He got low on his knees as the puppy stepped toward him. "I just looked into her eyes," Franckewich said, "and she looked at mine."

A rubber band clamped the dog's jaws over its tongue. The female pit bull terrier had been stuck that way, with no possibility of food or water, not even able to suck her tongue back in, for perhaps several days.

"If that dog could talk," Franckewich said, "she would've been saying, "Please, help me."'

Franckewich said he couldn't help crying.

Flies circled the tongue. Maggots had found it. The smell was nauseating.

Franckewich retrieved a blanket from his truck. He wrapped the puppy in it, left the Bay Avenue mobile home where he had been working Monday afternoon and headed to Crystal Springs Veterinary Clinic.

As veterinary technicians took the dog from his truck, Franckewich wondered: How was it that, after being subjected to something so cruel by a human, the puppy seemed to know that they would not hurt her?

"This dog had this trusting heart, and she was so betrayed by some horrible, sick person or persons," Franckewich, 46, said Tuesday.

A day after the incident, he still could not recall it with an uncracked voice.

Neither could Pam Edris, the office manager at the Crystal Springs Veterinary Clinic.

"It's very hard for me to talk," Edris said Tuesday. "It's been an emotional couple of days."

They named the 14-pound puppy Miracle. Her face is swollen. She is on an IV. And the veterinarian was forced to amputate more than half of her tongue. There's no telling when she will be able to relearn how to eat or drink again without it. Maybe never. If not, they will try a feeding tube.

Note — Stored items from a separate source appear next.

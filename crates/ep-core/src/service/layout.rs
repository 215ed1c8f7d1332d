use std::path::{Path, PathBuf};

use crate::host::InitVariant;
use crate::service::CredentialPaths;

/// Artifacts that must be resolved before a resource-based install.
pub const REQUIRED_ARTIFACTS: [&str; 2] = ["etcd", "etcdctl"];

/// Distro packages installed when artifacts are missing on the legacy release.
pub const FALLBACK_PACKAGES: [&str; 1] = ["etcd"];

/// Fixed filesystem contract shared with the etcd binary and its package.
///
/// [`ServiceLayout::standard`] holds the production paths. Tests may re-root
/// the layout under a temporary directory with [`ServiceLayout::rooted_at`].
#[derive(Debug, Clone, PartialEq, Eq)]
pub struct ServiceLayout {
    pub service_name: String,
    pub user: String,
    pub group: String,
    pub bin_dir: PathBuf,
    pub data_dir: PathBuf,
    /// Data seeded by the distro package, removed once after a package install.
    pub package_data_dir: PathBuf,
    pub systemd_unit_path: PathBuf,
    pub upstart_job_path: PathBuf,
    pub defaults_path: PathBuf,
    pub credentials: CredentialPaths,
}

impl ServiceLayout {
    pub const DATA_DIR_MODE: u32 = 0o775;
    pub const BINARY_MODE: u32 = 0o755;
    pub const RENDERED_FILE_MODE: u32 = 0o644;
    /// Private key, owned by the service user.
    pub const KEY_FILE_MODE: u32 = 0o600;
    pub const CERTIFICATE_FILE_MODE: u32 = 0o644;

    pub fn standard() -> Self {
        Self::rooted_at(Path::new("/"))
    }

    pub fn rooted_at(root: &Path) -> Self {
        let data_dir = root.join("var/lib/etcd");
        Self {
            service_name: "etcd".to_string(),
            user: "etcd".to_string(),
            group: "etcd".to_string(),
            bin_dir: root.join("usr/bin"),
            package_data_dir: data_dir.join("default"),
            data_dir,
            systemd_unit_path: root.join("etc/systemd/system/etcd.service"),
            upstart_job_path: root.join("etc/init/etcd.conf"),
            defaults_path: root.join("etc/default/etcd"),
            credentials: CredentialPaths {
                key: root.join("tmp/etcd_key"),
                certificate: root.join("tmp/etcd_cert"),
                ca_certificate: root.join("tmp/etcd_ca"),
            },
        }
    }

    pub fn binary_path(&self, artifact: &str) -> PathBuf {
        self.bin_dir.join(artifact)
    }

    pub fn unit_path(&self, variant: InitVariant) -> &Path {
        match variant {
            InitVariant::Systemd => &self.systemd_unit_path,
            InitVariant::Upstart => &self.upstart_job_path,
        }
    }
}

impl Default for ServiceLayout {
    fn default() -> Self {
        Self::standard()
    }
}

Someone had wrapped the rubber band several times around the 4- or 5-month-old puppy's snout. "As far as her tongue was pulled out, and as tightly as it was wrapped," Edris said, there was no doubt it was done deliberately.

The veterinary bills will climb easily beyond $1,000, Edris said.

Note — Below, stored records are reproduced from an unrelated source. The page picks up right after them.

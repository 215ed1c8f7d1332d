//! Debian package manager adapter.

use std::sync::Arc;

use async_trait::async_trait;
use ep_core::ports::PackageManagerPort;
use tracing::info;

use crate::runner::{CommandRunner, CommandSpec};

pub struct AptPackageManager {
    runner: Arc<dyn CommandRunner>,
}

impl AptPackageManager {
    pub fn new(runner: Arc<dyn CommandRunner>) -> Self {
        Self { runner }
    }

    fn apt_get(&self) -> CommandSpec {
        CommandSpec::new("apt-get").env("DEBIAN_FRONTEND", "noninteractive")
    }
}

#[async_trait]
impl PackageManagerPort for AptPackageManager {
    async fn update(&self) -> anyhow::Result<()> {
        self.runner.run(&self.apt_get().arg("update")).await?;
        info!("package index updated");
        Ok(())
    }

    async fn install(&self, packages: &[String]) -> anyhow::Result<()> {
        let spec = self
            .apt_get()
            .args(["install", "-y", "--option=Dpkg::Options::=--force-confold"])
            .args(packages.iter().cloned());
        self.runner.run(&spec).await?;
        Ok(())
    }
}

Franckewich said he wants to adopt Miracle, but needs help.

"I live paycheck to paycheck, and I got 50 cents in my pocket right now," he said. "But I'm going to take care of this dog if I can."

HOW TO HELP

The Crystal Springs Veterinary Clinic can be reached at (813) 788-4511. The Pasco County Sheriff's Office asks anybody with information about what happened to the puppy to call toll-free 1-800-706-2488.

Case Updates

After the beating and torture came weeks of surgery and rehabilitation. Her plight earned her a national following, but it wasn't until April that Miracle got to be just another dog. Running and playing outside, fetching anything she could, being rubbed and scratched behind the head.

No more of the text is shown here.